== Available data ==
▶
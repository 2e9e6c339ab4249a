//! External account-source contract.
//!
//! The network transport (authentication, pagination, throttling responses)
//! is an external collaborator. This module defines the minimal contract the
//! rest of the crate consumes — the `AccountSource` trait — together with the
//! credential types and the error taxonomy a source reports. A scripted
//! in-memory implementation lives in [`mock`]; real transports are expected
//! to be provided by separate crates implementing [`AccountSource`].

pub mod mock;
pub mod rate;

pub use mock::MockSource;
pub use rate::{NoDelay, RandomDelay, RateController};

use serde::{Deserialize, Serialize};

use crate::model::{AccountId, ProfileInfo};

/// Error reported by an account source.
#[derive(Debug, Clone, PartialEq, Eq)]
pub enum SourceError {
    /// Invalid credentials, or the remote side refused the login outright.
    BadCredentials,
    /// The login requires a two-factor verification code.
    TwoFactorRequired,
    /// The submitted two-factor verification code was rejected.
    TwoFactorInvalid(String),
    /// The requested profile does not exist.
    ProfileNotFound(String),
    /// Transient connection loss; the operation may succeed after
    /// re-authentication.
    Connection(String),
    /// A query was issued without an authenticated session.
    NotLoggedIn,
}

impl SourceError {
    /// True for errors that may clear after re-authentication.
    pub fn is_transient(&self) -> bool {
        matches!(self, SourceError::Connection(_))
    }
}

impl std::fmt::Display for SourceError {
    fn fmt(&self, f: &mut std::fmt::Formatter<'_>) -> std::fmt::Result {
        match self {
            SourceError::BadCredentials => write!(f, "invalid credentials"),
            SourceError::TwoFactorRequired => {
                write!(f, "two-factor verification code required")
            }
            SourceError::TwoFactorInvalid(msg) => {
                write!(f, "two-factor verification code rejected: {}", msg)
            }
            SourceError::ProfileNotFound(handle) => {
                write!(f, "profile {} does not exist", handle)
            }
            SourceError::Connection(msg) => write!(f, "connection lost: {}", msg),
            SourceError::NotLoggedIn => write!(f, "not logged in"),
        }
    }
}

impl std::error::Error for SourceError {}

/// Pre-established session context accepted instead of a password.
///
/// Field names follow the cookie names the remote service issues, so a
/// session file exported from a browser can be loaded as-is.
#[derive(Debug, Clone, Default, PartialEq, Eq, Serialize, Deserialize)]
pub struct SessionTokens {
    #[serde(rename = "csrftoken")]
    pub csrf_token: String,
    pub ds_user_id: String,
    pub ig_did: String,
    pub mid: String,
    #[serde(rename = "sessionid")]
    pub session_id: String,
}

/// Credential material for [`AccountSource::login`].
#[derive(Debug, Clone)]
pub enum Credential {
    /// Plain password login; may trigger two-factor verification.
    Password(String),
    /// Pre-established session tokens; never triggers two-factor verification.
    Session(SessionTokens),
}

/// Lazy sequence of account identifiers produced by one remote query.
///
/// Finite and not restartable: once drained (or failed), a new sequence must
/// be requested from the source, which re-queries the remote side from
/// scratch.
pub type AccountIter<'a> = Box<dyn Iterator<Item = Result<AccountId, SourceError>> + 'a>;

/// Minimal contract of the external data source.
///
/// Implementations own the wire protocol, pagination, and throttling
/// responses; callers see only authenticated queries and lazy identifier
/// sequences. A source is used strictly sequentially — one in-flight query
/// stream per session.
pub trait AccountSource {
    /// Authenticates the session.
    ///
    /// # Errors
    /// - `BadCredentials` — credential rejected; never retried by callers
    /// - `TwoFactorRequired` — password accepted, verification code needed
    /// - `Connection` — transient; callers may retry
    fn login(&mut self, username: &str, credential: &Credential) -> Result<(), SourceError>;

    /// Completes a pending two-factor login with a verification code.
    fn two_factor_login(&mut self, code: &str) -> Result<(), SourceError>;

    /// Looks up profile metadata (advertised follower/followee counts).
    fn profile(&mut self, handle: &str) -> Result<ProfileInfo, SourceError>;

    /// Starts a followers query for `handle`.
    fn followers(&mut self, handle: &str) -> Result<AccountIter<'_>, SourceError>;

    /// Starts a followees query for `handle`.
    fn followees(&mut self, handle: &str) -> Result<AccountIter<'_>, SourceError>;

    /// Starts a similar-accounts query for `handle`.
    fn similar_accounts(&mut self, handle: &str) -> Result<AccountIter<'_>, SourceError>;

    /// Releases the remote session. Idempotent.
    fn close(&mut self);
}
◀
▶
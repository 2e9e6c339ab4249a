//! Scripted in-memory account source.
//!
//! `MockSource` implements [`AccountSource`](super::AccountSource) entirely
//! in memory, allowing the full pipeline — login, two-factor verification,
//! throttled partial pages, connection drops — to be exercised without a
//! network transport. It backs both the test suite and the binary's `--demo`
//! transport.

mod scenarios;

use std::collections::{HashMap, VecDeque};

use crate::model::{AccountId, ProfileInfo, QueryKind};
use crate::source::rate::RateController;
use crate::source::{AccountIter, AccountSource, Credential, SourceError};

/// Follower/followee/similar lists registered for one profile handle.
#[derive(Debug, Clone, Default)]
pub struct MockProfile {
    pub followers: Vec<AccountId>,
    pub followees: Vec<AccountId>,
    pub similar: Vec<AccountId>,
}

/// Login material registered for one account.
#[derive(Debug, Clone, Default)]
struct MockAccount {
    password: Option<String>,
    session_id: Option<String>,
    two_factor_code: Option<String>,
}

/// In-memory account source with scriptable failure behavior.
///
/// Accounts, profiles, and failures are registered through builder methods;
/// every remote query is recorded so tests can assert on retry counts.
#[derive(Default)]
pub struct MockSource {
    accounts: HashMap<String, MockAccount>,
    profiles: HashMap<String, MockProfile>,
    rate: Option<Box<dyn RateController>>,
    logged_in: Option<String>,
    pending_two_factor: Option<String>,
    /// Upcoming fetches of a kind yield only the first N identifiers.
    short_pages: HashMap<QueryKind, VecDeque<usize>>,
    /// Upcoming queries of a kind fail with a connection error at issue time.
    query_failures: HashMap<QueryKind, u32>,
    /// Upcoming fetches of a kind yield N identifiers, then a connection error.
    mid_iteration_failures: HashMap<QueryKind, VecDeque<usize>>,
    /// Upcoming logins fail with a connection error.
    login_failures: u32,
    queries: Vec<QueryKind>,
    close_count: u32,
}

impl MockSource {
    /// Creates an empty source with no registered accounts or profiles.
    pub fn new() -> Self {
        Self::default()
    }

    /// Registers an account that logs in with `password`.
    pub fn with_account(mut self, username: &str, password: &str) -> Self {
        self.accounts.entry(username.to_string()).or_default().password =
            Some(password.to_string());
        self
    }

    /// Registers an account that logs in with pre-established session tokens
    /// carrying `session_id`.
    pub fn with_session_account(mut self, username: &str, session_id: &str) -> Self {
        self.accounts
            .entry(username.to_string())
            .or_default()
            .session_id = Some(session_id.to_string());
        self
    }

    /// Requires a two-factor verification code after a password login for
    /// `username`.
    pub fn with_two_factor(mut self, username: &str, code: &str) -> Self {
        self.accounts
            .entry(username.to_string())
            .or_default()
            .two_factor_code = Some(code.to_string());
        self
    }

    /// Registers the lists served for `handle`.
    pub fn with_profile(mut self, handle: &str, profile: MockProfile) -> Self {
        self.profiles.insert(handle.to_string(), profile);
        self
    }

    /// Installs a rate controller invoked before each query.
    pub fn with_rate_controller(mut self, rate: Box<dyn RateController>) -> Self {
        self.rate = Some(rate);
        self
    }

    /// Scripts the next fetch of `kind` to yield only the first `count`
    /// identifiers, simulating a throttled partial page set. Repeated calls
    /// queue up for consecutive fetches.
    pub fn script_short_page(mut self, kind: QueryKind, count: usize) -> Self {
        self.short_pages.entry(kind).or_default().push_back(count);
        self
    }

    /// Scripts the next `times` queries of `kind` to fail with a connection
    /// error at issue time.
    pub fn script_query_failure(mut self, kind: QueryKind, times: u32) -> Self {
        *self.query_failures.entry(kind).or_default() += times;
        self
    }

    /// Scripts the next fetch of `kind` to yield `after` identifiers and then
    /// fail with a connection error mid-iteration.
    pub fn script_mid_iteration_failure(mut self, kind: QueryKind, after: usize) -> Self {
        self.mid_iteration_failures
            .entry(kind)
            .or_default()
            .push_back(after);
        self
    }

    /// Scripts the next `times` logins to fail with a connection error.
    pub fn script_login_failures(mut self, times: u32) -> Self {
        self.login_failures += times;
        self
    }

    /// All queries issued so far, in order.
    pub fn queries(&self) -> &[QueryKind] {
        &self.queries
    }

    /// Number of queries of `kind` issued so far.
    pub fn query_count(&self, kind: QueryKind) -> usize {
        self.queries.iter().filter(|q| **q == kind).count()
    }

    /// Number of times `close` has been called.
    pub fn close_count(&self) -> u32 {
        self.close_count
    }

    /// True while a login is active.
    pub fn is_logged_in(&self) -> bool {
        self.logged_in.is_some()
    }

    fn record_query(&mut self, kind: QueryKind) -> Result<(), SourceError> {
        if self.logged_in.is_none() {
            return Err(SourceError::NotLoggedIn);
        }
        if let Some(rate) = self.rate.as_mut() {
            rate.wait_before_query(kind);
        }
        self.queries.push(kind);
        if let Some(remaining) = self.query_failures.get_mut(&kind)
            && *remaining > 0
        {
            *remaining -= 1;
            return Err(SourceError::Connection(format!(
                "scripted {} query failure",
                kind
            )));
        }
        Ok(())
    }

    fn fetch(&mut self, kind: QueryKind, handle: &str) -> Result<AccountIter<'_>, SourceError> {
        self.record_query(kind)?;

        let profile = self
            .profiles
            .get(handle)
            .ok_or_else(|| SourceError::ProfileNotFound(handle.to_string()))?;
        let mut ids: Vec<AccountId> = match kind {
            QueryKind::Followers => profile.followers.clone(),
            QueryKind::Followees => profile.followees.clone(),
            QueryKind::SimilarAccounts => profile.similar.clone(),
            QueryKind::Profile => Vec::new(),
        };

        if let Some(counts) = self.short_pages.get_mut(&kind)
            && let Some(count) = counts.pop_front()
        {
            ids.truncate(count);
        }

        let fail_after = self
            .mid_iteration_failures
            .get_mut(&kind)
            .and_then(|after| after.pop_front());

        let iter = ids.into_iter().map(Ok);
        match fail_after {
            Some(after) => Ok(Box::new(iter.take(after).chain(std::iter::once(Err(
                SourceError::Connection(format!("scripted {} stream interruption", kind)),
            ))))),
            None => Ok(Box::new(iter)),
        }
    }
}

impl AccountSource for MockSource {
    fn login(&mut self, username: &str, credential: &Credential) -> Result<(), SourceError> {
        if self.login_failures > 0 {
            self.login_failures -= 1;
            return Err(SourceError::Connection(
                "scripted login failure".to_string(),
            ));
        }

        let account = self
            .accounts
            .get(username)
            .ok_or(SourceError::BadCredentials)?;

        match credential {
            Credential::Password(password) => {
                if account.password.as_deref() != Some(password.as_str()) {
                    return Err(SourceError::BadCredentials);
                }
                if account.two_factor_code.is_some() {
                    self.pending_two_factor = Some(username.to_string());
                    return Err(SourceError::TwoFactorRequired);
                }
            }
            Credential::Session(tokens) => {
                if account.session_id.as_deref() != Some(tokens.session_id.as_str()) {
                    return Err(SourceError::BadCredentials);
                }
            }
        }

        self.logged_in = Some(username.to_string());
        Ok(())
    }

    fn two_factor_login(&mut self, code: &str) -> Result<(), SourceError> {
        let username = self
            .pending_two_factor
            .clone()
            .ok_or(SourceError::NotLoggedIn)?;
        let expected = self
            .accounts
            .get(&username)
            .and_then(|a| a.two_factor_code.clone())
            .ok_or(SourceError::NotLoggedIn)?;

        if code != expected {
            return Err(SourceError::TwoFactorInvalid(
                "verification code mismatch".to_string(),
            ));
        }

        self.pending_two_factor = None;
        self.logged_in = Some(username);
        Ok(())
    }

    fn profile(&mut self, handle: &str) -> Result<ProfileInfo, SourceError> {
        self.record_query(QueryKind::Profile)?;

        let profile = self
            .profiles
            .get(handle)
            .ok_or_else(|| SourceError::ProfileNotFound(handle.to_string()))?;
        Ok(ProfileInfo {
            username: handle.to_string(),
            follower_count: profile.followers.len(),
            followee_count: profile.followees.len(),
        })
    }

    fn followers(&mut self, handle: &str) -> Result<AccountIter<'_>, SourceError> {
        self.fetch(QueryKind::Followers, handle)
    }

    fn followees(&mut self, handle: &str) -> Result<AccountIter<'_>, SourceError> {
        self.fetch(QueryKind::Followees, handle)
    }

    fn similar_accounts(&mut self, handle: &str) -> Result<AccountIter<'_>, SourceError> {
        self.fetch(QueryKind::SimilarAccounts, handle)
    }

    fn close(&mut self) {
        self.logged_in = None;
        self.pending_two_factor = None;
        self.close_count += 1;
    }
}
◀
== Exercise aim ==
Your answer should be the lines above, from the line containing "pub fn with_session_account(mut" up to and including the line containing "before each query.", reproduced exactly and with nothing else.

== Completed task ==
    pub fn with_session_account(mut self, username: &str, session_id: &str) -> Self {
        self.accounts
            .entry(username.to_string())
            .or_default()
            .session_id = Some(session_id.to_string());
        self
    }

    /// Requires a two-factor verification code after a password login for
    /// `username`.
    pub fn with_two_factor(mut self, username: &str, code: &str) -> Self {
        self.accounts
            .entry(username.to_string())
            .or_default()
            .two_factor_code = Some(code.to_string());
        self
    }

    /// Registers the lists served for `handle`.
    pub fn with_profile(mut self, handle: &str, profile: MockProfile) -> Self {
        self.profiles.insert(handle.to_string(), profile);
        self
    }

    /// Installs a rate controller invoked before each query.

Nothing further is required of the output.